* **What is being asked**: Please copy each line of the records below that includes the word "next".

* **Records provided**:
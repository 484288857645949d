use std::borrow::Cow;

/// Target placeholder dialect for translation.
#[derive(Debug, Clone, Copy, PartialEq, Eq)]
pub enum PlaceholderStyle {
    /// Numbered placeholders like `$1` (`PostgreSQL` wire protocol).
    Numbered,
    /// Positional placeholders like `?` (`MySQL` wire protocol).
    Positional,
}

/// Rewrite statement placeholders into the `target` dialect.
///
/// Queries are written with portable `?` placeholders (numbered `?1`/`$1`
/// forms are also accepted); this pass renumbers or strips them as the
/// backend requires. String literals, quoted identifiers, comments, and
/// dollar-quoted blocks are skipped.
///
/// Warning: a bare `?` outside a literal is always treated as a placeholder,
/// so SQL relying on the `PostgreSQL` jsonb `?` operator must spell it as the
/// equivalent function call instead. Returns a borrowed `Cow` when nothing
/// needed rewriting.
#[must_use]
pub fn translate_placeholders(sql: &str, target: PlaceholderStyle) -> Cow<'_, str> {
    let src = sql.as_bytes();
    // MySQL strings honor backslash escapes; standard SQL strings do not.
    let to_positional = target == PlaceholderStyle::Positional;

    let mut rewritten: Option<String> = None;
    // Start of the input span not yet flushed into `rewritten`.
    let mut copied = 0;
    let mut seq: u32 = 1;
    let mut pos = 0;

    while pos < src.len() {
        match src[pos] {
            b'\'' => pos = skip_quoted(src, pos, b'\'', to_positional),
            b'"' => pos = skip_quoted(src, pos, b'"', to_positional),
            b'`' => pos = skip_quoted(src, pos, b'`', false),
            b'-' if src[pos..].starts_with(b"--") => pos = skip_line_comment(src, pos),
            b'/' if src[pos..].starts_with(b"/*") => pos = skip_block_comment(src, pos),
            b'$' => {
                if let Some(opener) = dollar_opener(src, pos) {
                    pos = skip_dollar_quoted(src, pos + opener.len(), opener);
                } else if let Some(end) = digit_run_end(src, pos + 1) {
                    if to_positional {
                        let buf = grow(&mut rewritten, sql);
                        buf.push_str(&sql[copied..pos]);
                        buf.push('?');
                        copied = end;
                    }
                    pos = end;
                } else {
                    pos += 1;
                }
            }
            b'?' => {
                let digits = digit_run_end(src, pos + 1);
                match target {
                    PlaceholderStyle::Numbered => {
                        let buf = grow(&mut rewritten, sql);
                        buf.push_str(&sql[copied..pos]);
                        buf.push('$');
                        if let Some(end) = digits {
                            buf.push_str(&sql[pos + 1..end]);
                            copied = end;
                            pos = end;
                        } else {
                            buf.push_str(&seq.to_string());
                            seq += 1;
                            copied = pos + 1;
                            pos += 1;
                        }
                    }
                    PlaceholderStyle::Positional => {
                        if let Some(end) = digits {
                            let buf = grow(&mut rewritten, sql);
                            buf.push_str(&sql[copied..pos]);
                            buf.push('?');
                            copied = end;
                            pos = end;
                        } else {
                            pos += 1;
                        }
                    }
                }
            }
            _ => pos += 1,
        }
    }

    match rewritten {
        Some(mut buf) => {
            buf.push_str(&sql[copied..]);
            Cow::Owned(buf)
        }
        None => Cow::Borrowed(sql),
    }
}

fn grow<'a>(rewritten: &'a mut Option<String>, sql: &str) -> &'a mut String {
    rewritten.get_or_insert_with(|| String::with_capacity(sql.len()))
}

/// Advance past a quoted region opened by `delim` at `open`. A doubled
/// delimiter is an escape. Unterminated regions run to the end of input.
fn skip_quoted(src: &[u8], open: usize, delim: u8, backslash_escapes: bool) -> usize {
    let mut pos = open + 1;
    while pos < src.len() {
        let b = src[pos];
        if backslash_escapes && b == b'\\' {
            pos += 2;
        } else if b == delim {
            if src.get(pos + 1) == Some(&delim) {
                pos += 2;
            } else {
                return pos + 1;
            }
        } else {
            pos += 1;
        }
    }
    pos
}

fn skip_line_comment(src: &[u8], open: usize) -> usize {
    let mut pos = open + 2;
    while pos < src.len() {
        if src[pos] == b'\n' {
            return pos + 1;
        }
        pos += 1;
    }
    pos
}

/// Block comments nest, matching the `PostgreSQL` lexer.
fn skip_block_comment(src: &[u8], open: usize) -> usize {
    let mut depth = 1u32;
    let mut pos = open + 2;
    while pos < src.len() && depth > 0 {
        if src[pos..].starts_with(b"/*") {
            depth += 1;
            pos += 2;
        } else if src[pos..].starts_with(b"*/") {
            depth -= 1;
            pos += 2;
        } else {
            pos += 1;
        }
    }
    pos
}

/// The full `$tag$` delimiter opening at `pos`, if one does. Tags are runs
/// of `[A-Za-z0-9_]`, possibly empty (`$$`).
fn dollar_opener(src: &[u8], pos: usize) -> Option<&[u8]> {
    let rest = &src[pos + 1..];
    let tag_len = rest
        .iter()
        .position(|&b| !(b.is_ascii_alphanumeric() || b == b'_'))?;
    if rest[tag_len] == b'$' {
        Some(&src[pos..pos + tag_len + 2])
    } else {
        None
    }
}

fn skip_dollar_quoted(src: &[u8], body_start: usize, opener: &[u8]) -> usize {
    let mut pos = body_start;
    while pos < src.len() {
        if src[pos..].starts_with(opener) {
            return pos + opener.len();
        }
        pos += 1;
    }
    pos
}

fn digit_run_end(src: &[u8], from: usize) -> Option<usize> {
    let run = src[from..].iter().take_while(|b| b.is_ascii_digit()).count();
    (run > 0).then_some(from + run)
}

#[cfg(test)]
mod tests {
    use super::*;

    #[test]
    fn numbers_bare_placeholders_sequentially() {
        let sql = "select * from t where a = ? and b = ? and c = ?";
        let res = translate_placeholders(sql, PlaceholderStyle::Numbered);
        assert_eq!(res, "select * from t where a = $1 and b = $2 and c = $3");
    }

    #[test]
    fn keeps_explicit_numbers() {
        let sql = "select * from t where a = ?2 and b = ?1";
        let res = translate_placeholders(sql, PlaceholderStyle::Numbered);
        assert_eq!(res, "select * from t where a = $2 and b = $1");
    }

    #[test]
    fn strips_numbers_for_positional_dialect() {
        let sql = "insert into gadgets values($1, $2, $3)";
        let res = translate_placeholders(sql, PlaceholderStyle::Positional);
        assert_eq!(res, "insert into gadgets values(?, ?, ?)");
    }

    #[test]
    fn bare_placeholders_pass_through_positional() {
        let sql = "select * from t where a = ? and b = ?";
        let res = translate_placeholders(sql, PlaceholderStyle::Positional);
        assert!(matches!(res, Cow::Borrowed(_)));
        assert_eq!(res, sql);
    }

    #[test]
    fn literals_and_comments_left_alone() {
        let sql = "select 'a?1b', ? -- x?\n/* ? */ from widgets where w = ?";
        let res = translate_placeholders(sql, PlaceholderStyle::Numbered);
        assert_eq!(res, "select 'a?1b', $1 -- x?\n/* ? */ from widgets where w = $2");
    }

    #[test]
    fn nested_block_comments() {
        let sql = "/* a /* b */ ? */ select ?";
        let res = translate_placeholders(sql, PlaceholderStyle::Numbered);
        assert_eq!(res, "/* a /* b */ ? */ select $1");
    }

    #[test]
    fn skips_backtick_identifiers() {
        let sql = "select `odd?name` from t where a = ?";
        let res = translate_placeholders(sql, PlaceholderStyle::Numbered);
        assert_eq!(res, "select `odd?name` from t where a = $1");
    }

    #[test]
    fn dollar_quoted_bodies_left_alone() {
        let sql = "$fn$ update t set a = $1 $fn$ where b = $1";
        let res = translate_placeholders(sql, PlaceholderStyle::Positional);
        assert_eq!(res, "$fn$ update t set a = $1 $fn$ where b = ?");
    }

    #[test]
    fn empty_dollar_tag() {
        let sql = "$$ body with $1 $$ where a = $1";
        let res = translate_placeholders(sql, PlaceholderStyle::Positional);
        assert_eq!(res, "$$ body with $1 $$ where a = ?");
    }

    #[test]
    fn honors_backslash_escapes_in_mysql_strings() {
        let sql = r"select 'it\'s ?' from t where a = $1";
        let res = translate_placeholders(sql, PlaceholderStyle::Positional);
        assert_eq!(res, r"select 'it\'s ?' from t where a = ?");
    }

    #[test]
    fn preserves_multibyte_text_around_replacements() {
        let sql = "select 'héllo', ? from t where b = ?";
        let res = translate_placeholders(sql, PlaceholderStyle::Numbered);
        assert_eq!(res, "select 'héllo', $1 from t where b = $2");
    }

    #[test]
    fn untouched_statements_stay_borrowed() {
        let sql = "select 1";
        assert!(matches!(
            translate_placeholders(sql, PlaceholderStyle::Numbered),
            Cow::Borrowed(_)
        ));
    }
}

* * *

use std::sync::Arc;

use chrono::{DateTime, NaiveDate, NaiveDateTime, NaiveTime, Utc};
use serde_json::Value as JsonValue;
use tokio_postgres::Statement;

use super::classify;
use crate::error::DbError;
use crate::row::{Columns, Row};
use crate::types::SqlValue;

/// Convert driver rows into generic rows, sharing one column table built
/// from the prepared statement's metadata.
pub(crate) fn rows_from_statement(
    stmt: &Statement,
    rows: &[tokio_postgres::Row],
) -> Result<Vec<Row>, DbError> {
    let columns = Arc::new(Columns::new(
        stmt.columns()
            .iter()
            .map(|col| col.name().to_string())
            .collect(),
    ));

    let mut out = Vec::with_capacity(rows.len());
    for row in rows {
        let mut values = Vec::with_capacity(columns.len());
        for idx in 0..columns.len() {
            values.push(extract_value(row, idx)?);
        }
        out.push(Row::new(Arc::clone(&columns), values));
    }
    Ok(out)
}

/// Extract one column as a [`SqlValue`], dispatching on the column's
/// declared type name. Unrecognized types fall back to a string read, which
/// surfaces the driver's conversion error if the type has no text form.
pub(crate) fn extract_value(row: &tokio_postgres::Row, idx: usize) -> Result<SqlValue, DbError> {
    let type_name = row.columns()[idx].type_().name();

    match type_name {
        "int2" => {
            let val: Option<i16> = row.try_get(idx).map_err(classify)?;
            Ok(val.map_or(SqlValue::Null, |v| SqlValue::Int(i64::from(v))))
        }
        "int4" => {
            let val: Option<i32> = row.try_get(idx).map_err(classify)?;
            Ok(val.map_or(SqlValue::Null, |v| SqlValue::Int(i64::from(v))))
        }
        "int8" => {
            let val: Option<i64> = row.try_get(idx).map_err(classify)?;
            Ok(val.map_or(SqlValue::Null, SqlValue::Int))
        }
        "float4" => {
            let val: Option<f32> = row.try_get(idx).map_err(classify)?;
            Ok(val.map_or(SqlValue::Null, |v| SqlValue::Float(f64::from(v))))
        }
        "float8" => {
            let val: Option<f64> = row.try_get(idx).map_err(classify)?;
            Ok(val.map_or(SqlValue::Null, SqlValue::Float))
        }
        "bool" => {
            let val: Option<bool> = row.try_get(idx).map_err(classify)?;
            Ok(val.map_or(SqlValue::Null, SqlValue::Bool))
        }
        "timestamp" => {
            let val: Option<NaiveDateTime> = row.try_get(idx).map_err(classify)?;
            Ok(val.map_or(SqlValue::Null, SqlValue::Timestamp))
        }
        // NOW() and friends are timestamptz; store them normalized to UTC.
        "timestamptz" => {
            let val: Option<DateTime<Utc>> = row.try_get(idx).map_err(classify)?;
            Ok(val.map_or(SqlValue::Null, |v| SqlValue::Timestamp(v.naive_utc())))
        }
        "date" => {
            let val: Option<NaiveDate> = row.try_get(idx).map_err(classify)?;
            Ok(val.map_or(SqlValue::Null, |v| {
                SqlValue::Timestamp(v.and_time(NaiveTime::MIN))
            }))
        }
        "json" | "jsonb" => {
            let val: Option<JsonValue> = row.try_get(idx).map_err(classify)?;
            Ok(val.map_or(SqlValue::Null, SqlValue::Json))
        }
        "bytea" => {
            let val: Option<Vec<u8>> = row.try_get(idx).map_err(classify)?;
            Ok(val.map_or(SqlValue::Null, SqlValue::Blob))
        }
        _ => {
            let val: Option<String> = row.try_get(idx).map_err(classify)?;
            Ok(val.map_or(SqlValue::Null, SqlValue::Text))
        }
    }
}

...

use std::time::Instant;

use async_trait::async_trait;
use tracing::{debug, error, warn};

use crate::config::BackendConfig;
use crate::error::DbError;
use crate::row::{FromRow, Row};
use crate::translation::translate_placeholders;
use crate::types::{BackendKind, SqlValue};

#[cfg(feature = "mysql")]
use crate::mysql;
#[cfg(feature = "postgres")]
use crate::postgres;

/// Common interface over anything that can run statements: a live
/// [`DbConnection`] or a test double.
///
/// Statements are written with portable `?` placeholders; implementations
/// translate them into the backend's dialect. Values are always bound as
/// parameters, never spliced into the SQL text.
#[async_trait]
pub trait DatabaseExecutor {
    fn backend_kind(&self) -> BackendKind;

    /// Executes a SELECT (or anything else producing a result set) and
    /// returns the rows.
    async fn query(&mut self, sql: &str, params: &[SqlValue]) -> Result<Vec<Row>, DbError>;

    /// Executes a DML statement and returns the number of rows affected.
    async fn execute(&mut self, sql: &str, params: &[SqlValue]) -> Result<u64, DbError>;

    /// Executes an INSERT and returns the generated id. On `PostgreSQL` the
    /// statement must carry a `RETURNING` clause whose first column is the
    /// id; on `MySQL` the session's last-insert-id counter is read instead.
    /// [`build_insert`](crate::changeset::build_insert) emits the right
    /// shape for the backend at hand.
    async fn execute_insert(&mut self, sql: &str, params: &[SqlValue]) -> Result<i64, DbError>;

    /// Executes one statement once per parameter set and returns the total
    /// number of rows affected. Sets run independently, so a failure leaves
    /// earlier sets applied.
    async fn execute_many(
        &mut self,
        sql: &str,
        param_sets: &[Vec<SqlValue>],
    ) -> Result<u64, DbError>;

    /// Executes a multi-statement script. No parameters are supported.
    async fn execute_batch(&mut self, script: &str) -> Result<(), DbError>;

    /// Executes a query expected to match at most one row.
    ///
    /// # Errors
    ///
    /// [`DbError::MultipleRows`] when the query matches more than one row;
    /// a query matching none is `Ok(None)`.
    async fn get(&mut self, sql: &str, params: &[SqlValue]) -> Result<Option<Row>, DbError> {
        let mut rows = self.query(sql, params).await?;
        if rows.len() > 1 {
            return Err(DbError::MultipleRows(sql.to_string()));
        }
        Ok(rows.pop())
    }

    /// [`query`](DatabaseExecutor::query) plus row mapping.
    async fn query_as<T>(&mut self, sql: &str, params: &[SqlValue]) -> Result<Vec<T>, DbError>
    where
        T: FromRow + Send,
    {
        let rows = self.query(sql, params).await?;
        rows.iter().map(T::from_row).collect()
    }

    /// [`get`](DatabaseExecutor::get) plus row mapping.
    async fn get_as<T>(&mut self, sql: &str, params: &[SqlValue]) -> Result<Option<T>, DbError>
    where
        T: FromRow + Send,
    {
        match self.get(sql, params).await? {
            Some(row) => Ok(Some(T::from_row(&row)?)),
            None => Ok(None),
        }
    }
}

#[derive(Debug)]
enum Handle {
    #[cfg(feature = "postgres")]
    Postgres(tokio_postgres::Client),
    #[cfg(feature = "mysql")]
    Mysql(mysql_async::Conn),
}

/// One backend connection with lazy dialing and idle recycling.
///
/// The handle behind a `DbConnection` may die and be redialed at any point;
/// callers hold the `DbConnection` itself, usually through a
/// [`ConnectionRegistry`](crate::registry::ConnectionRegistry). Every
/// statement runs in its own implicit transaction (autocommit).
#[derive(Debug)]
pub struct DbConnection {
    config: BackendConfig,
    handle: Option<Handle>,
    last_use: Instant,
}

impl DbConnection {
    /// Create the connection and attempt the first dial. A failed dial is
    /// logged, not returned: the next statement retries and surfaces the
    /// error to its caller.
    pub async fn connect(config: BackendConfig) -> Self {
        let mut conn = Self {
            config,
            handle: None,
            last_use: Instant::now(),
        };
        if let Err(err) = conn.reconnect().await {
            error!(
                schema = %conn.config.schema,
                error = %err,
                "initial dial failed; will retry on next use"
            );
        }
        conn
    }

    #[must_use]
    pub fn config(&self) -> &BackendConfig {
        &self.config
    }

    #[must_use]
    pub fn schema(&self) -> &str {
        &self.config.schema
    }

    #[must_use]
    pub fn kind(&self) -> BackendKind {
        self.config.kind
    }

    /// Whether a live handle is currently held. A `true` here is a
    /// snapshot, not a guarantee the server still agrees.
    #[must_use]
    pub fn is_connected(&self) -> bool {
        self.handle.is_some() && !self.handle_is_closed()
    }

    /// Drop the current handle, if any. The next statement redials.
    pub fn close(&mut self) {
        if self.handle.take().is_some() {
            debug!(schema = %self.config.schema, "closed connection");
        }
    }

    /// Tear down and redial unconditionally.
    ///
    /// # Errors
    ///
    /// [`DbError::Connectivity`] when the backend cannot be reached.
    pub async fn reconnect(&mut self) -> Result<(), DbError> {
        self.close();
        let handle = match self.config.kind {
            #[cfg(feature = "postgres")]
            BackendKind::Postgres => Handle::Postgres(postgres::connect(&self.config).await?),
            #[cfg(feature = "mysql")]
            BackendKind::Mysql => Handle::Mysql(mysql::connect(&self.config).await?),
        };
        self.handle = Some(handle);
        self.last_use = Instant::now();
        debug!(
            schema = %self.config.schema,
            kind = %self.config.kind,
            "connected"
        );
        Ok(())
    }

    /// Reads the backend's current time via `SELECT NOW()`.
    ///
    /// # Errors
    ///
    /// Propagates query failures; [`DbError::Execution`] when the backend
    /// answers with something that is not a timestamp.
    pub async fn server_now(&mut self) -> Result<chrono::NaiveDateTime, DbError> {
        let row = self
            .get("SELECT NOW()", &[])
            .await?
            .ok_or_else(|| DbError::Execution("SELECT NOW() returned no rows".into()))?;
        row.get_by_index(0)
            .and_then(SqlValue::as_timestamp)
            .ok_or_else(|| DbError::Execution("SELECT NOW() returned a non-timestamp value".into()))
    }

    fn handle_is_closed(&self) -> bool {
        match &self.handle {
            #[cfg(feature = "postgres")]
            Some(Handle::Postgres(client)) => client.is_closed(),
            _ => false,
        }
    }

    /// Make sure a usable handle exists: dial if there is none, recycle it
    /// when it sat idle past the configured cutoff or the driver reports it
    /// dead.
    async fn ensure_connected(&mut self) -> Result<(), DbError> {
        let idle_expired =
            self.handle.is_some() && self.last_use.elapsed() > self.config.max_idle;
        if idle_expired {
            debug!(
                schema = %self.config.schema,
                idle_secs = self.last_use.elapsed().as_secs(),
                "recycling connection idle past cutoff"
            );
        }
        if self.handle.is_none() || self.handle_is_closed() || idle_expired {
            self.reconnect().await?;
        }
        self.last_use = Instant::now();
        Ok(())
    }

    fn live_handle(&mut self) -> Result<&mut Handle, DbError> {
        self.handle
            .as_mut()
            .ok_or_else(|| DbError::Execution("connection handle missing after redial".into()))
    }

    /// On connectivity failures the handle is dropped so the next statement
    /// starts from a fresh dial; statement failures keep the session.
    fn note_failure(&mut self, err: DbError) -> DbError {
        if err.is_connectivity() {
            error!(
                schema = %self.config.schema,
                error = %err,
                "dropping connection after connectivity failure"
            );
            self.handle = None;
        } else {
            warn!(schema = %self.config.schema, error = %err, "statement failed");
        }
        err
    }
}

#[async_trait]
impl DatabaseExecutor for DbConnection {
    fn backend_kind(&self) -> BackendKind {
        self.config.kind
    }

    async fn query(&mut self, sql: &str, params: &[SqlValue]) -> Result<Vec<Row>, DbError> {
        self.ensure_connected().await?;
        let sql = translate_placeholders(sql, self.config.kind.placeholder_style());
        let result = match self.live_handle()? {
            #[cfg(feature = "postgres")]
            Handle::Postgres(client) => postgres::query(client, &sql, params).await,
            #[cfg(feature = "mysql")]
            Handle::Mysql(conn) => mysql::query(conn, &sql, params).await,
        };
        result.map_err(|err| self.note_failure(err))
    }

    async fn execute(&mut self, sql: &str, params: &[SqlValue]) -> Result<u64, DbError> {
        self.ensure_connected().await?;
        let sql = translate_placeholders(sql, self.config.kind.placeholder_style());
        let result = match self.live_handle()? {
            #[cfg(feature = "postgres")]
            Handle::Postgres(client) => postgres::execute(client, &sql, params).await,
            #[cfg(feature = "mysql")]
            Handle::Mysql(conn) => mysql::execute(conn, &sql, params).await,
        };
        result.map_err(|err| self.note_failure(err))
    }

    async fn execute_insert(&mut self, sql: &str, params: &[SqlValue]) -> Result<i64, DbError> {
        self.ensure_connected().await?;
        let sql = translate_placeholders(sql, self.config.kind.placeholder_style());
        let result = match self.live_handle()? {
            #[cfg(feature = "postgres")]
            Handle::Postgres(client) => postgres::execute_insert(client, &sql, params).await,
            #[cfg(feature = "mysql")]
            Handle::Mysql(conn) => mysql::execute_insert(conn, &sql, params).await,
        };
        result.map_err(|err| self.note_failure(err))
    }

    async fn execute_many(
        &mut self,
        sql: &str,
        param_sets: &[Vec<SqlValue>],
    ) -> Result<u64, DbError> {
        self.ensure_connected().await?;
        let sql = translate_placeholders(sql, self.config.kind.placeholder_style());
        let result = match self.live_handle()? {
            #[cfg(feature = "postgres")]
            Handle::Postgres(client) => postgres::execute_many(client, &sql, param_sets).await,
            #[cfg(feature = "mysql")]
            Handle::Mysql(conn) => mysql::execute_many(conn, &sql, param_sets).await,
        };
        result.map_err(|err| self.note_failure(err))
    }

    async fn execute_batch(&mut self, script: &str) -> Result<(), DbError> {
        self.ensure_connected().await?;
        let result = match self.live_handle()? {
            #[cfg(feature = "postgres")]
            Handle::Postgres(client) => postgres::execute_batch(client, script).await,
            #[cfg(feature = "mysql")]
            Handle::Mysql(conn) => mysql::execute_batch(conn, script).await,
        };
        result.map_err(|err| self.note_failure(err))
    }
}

* **Result below**:
    /// logged, not returned: the next statement retries and surfaces the
                "initial dial failed; will retry on next use"
    /// Drop the current handle, if any. The next statement redials.
    /// On connectivity failures the handle is dropped so the next statement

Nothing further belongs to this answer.